YOUR TASK
Write out the records below once more, exactly and completely.

INFORMATION PROVIDED
****************************************
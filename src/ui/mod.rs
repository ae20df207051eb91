mod dashboard;
mod form;
mod help;
mod helpers;
mod theme;

use chrono::Local;
use ratatui::{
    Frame,
    layout::{Constraint, Direction, Layout, Rect},
    prelude::Alignment,
    style::{Color, Modifier, Style},
    text::{Line, Span, Text},
    widgets::{Block, BorderType, Borders, Clear, Paragraph},
};

use crate::app::{App, AppView};
use crate::db::KeyValueStore;
use helpers::centered_rect;
use theme::Theme;

/// Renders the entire UI for a single frame.
pub fn draw<S: KeyValueStore>(frame: &mut Frame, app: &App<S>) {
    let area = frame.area();
    let layout = Layout::default()
        .direction(Direction::Vertical)
        .constraints([
            Constraint::Length(3),
            Constraint::Min(10),
            Constraint::Length(3),
        ])
        .split(area);

    let header = Paragraph::new(Line::from(vec![
        Span::styled(
            "  Daytimer  ",
            Style::default().fg(Color::Black).bg(Theme::primary()),
        ),
        Span::raw(" "),
        Span::styled(
            "Timer Dashboard",
            Style::default()
                .fg(Theme::secondary())
                .add_modifier(Modifier::BOLD),
        ),
        Span::styled(
            format!("   {}", Local::now().format("%A, %B %e, %Y")),
            Style::default().fg(Theme::dim()),
        ),
    ]))
    .alignment(Alignment::Left)
    .block(rounded_block());
    frame.render_widget(header, layout[0]);

    let title = match app.view() {
        AppView::Form => " Target ",
        AppView::Dashboard => " Dashboard ",
        AppView::Help => " Help ",
    };
    let body_block = rounded_block().title(title);
    let body_area = body_block.inner(layout[1]);
    frame.render_widget(body_block, layout[1]);
    render_body(frame, body_area, app);

    let footer = Paragraph::new(footer_line(app))
        .alignment(Alignment::Left)
        .block(rounded_block());
    frame.render_widget(footer, layout[2]);

    if let Some(message) = &app.alert {
        render_alert(frame, message);
    }
}

fn render_body<S: KeyValueStore>(frame: &mut Frame, area: Rect, app: &App<S>) {
    let sections = Layout::default()
        .direction(Direction::Vertical)
        .constraints([Constraint::Min(6), Constraint::Length(2)])
        .split(area);
    let content = Rect {
        y: sections[0].y.saturating_add(1),
        height: sections[0].height.saturating_sub(1),
        ..sections[0]
    };

    match app.view() {
        AppView::Form => frame.render_widget(
            Paragraph::new(form::build_form_text(&app.form)).style(Style::default().fg(Theme::text())),
            content,
        ),
        AppView::Dashboard => dashboard::render_dashboard(frame, content, app),
        AppView::Help => frame.render_widget(Paragraph::new(help::build_help_text()), content),
    }

    frame.render_widget(Paragraph::new(Text::from(keybinds_lines(app))), sections[1]);
}

fn rounded_block() -> Block<'static> {
    Block::default()
        .borders(Borders::ALL)
        .border_type(BorderType::Rounded)
        .style(Style::default().fg(Theme::secondary()))
}

fn footer_line<S: KeyValueStore>(app: &App<S>) -> Line<'_> {
    if let Some(status) = &app.status {
        return Line::from(Span::styled(
            status.as_str(),
            Style::default().fg(Theme::paused()),
        ));
    }
    let session = &app.session;
    if app.ticking() {
        let animation_chars = ['⠋', '⠙', '⠹', '⠸', '⠼', '⠴', '⠦', '⠧', '⠇', '⠏'];
        let indicator = animation_chars[(session.elapsed() % animation_chars.len() as u64) as usize];
        Line::from(Span::styled(
            format!("{indicator} Running"),
            Style::default()
                .fg(Theme::running())
                .add_modifier(Modifier::BOLD),
        ))
    } else if session.target() > 0 && session.remaining() == 0 {
        Line::from(Span::styled(
            "● Target reached",
            Style::default().fg(Theme::done()),
        ))
    } else if session.is_running() {
        Line::from(Span::styled(
            "● Running (nothing left to count)",
            Style::default().fg(Theme::dim()),
        ))
    } else {
        Line::from(Span::styled("● Paused", Style::default().fg(Theme::dim())))
    }
}

fn keybinds_lines<S: KeyValueStore>(app: &App<S>) -> Vec<Line<'static>> {
    let hint = match app.view() {
        AppView::Form => "0-9: Type  Tab/Up/Down: Field  Enter: Set  esc: Keep target  ?: Help  q: Quit",
        AppView::Dashboard => "space: Start/Pause  e: Edit target  ?: Help  q: Quit",
        AppView::Help => "Press ? or ESC to close this help screen",
    };
    vec![
        Line::from(Span::styled(
            "----------------------------------------",
            Style::default().fg(Theme::dim()),
        )),
        Line::from(Span::styled(hint, Style::default().fg(Theme::dim()))),
    ]
}

fn render_alert(frame: &mut Frame, message: &str) {
    let area = centered_rect(50, 30, frame.area());
    frame.render_widget(Clear, area);

    let lines = vec![
        Line::from(""),
        Line::from(Span::styled(
            message,
            Style::default()
                .fg(Theme::done())
                .add_modifier(Modifier::BOLD),
        )),
        Line::from(""),
        Line::from(vec![
            Span::styled("Press ", Style::default().fg(Theme::dim())),
            Span::styled(
                "Enter",
                Style::default()
                    .fg(Theme::highlight())
                    .add_modifier(Modifier::BOLD),
            ),
            Span::styled(" to continue", Style::default().fg(Theme::dim())),
        ]),
    ];

    let popup = Paragraph::new(Text::from(lines))
        .alignment(Alignment::Center)
        .block(rounded_block().title(" Daytimer "));
    frame.render_widget(popup, area);
}

#[cfg(test)]
mod tests {
    use crossterm::event::KeyCode;
    use ratatui::{Terminal, backend::TestBackend};

    use super::*;
    use crate::app::AppEvent;
    use crate::clock::{MidnightReset, Moment};
    use crate::db::MemoryStore;
    use crate::session::{KEY_ELAPSED, KEY_TARGET, Session};

    fn app_with(entries: &[(&str, &str)]) -> App<MemoryStore> {
        let now = Moment::now();
        let session = Session::load(MemoryStore::with(entries)).unwrap();
        App::with_clock(session, now, MidnightReset::arm(&now.wall))
    }

    fn render(app: &App<MemoryStore>) -> String {
        let mut terminal = Terminal::new(TestBackend::new(90, 30)).unwrap();
        terminal.draw(|frame| draw(frame, app)).unwrap();
        terminal
            .backend()
            .buffer()
            .content()
            .iter()
            .map(|cell| cell.symbol())
            .collect()
    }

    #[test]
    fn dashboard_shows_three_readouts() {
        let app = app_with(&[(KEY_ELAPSED, "61"), (KEY_TARGET, "3661")]);
        let screen = render(&app);
        assert!(screen.contains("Target Time"));
        assert!(screen.contains("01:01:01"));
        assert!(screen.contains("00:01:01"));
        assert!(screen.contains("01:00:00"));
        assert!(screen.contains("Start"));
    }

    #[test]
    fn first_run_shows_form() {
        let screen = render(&app_with(&[]));
        assert!(screen.contains("Set a target time"));
        assert!(screen.contains("Hours"));
        assert!(screen.contains("Seconds"));
    }

    #[test]
    fn alert_popup_is_drawn() {
        let mut app = app_with(&[(KEY_TARGET, "60")]);
        app.alert = Some(crate::app::TARGET_REACHED.to_string());
        assert!(render(&app).contains("Target time reached!"));
    }

    #[test]
    fn readouts_follow_session() {
        let mut app = app_with(&[(KEY_ELAPSED, "30"), (KEY_TARGET, "20")]);
        let [target, current, remaining] = dashboard::readouts(&app);
        assert_eq!(target.1, "00:00:20");
        assert_eq!(current.1, "00:00:30");
        assert_eq!(remaining.1, "00:00:00");

        app.update(AppEvent::KeyPress(KeyCode::Char('?')));
        assert!(render(&app).contains("Key bindings"));
    }
}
****************************************
TASK RESPONSE
filename src/ui/mod.rs
repository ae20df207051eb91
mod dashboard;
mod form;
mod help;
mod helpers;
mod theme;

use chrono::Local;
use ratatui::{
    Frame,
    layout::{Constraint, Direction, Layout, Rect},
    prelude::Alignment,
    style::{Color, Modifier, Style},
    text::{Line, Span, Text},
    widgets::{Block, BorderType, Borders, Clear, Paragraph},
};

use crate::app::{App, AppView};
use crate::db::KeyValueStore;
use helpers::centered_rect;
use theme::Theme;

/// Renders the entire UI for a single frame.
pub fn draw<S: KeyValueStore>(frame: &mut Frame, app: &App<S>) {
    let area = frame.area();
    let layout = Layout::default()
        .direction(Direction::Vertical)
        .constraints([
            Constraint::Length(3),
            Constraint::Min(10),
            Constraint::Length(3),
        ])
        .split(area);

    let header = Paragraph::new(Line::from(vec![
        Span::styled(
            "  Daytimer  ",
            Style::default().fg(Color::Black).bg(Theme::primary()),
        ),
        Span::raw(" "),
        Span::styled(
            "Timer Dashboard",
            Style::default()
                .fg(Theme::secondary())
                .add_modifier(Modifier::BOLD),
        ),
        Span::styled(
            format!("   {}", Local::now().format("%A, %B %e, %Y")),
            Style::default().fg(Theme::dim()),
        ),
    ]))
    .alignment(Alignment::Left)
    .block(rounded_block());
    frame.render_widget(header, layout[0]);

    let title = match app.view() {
        AppView::Form => " Target ",
        AppView::Dashboard => " Dashboard ",
        AppView::Help => " Help ",
    };
    let body_block = rounded_block().title(title);
    let body_area = body_block.inner(layout[1]);
    frame.render_widget(body_block, layout[1]);
    render_body(frame, body_area, app);

    let footer = Paragraph::new(footer_line(app))
        .alignment(Alignment::Left)
        .block(rounded_block());
    frame.render_widget(footer, layout[2]);

    if let Some(message) = &app.alert {
        render_alert(frame, message);
    }
}

fn render_body<S: KeyValueStore>(frame: &mut Frame, area: Rect, app: &App<S>) {
    let sections = Layout::default()
        .direction(Direction::Vertical)
        .constraints([Constraint::Min(6), Constraint::Length(2)])
        .split(area);
    let content = Rect {
        y: sections[0].y.saturating_add(1),
        height: sections[0].height.saturating_sub(1),
        ..sections[0]
    };

    match app.view() {
        AppView::Form => frame.render_widget(
            Paragraph::new(form::build_form_text(&app.form)).style(Style::default().fg(Theme::text())),
            content,
        ),
        AppView::Dashboard => dashboard::render_dashboard(frame, content, app),
        AppView::Help => frame.render_widget(Paragraph::new(help::build_help_text()), content),
    }

    frame.render_widget(Paragraph::new(Text::from(keybinds_lines(app))), sections[1]);
}

fn rounded_block() -> Block<'static> {
    Block::default()
        .borders(Borders::ALL)
        .border_type(BorderType::Rounded)
        .style(Style::default().fg(Theme::secondary()))
}

fn footer_line<S: KeyValueStore>(app: &App<S>) -> Line<'_> {
    if let Some(status) = &app.status {
        return Line::from(Span::styled(
            status.as_str(),
            Style::default().fg(Theme::paused()),
        ));
    }
    let session = &app.session;
    if app.ticking() {
        let animation_chars = ['⠋', '⠙', '⠹', '⠸', '⠼', '⠴', '⠦', '⠧', '⠇', '⠏'];
        let indicator = animation_chars[(session.elapsed() % animation_chars.len() as u64) as usize];
        Line::from(Span::styled(
            format!("{indicator} Running"),
            Style::default()
                .fg(Theme::running())
                .add_modifier(Modifier::BOLD),
        ))
    } else if session.target() > 0 && session.remaining() == 0 {
        Line::from(Span::styled(
            "● Target reached",
            Style::default().fg(Theme::done()),
        ))
    } else if session.is_running() {
        Line::from(Span::styled(
            "● Running (nothing left to count)",
            Style::default().fg(Theme::dim()),
        ))
    } else {
        Line::from(Span::styled("● Paused", Style::default().fg(Theme::dim())))
    }
}

fn keybinds_lines<S: KeyValueStore>(app: &App<S>) -> Vec<Line<'static>> {
    let hint = match app.view() {
        AppView::Form => "0-9: Type  Tab/Up/Down: Field  Enter: Set  esc: Keep target  ?: Help  q: Quit",
        AppView::Dashboard => "space: Start/Pause  e: Edit target  ?: Help  q: Quit",
        AppView::Help => "Press ? or ESC to close this help screen",
    };
    vec![
        Line::from(Span::styled(
            "----------------------------------------",
            Style::default().fg(Theme::dim()),
        )),
        Line::from(Span::styled(hint, Style::default().fg(Theme::dim()))),
    ]
}

fn render_alert(frame: &mut Frame, message: &str) {
    let area = centered_rect(50, 30, frame.area());
    frame.render_widget(Clear, area);

    let lines = vec![
        Line::from(""),
        Line::from(Span::styled(
            message,
            Style::default()
                .fg(Theme::done())
                .add_modifier(Modifier::BOLD),
        )),
        Line::from(""),
        Line::from(vec![
            Span::styled("Press ", Style::default().fg(Theme::dim())),
            Span::styled(
                "Enter",
                Style::default()
                    .fg(Theme::highlight())
                    .add_modifier(Modifier::BOLD),
            ),
            Span::styled(" to continue", Style::default().fg(Theme::dim())),
        ]),
    ];

    let popup = Paragraph::new(Text::from(lines))
        .alignment(Alignment::Center)
        .block(rounded_block().title(" Daytimer "));
    frame.render_widget(popup, area);
}

#[cfg(test)]
mod tests {
    use crossterm::event::KeyCode;
    use ratatui::{Terminal, backend::TestBackend};

    use super::*;
    use crate::app::AppEvent;
    use crate::clock::{MidnightReset, Moment};
    use crate::db::MemoryStore;
    use crate::session::{KEY_ELAPSED, KEY_TARGET, Session};

    fn app_with(entries: &[(&str, &str)]) -> App<MemoryStore> {
        let now = Moment::now();
        let session = Session::load(MemoryStore::with(entries)).unwrap();
        App::with_clock(session, now, MidnightReset::arm(&now.wall))
    }

    fn render(app: &App<MemoryStore>) -> String {
        let mut terminal = Terminal::new(TestBackend::new(90, 30)).unwrap();
        terminal.draw(|frame| draw(frame, app)).unwrap();
        terminal
            .backend()
            .buffer()
            .content()
            .iter()
            .map(|cell| cell.symbol())
            .collect()
    }

    #[test]
    fn dashboard_shows_three_readouts() {
        let app = app_with(&[(KEY_ELAPSED, "61"), (KEY_TARGET, "3661")]);
        let screen = render(&app);
        assert!(screen.contains("Target Time"));
        assert!(screen.contains("01:01:01"));
        assert!(screen.contains("00:01:01"));
        assert!(screen.contains("01:00:00"));
        assert!(screen.contains("Start"));
    }

    #[test]
    fn first_run_shows_form() {
        let screen = render(&app_with(&[]));
        assert!(screen.contains("Set a target time"));
        assert!(screen.contains("Hours"));
        assert!(screen.contains("Seconds"));
    }

    #[test]
    fn alert_popup_is_drawn() {
        let mut app = app_with(&[(KEY_TARGET, "60")]);
        app.alert = Some(crate::app::TARGET_REACHED.to_string());
        assert!(render(&app).contains("Target time reached!"));
    }

    #[test]
    fn readouts_follow_session() {
        let mut app = app_with(&[(KEY_ELAPSED, "30"), (KEY_TARGET, "20")]);
        let [target, current, remaining] = dashboard::readouts(&app);
        assert_eq!(target.1, "00:00:20");
        assert_eq!(current.1, "00:00:30");
        assert_eq!(remaining.1, "00:00:00");

        app.update(AppEvent::KeyPress(KeyCode::Char('?')));
        assert!(render(&app).contains("Key bindings"));
    }
}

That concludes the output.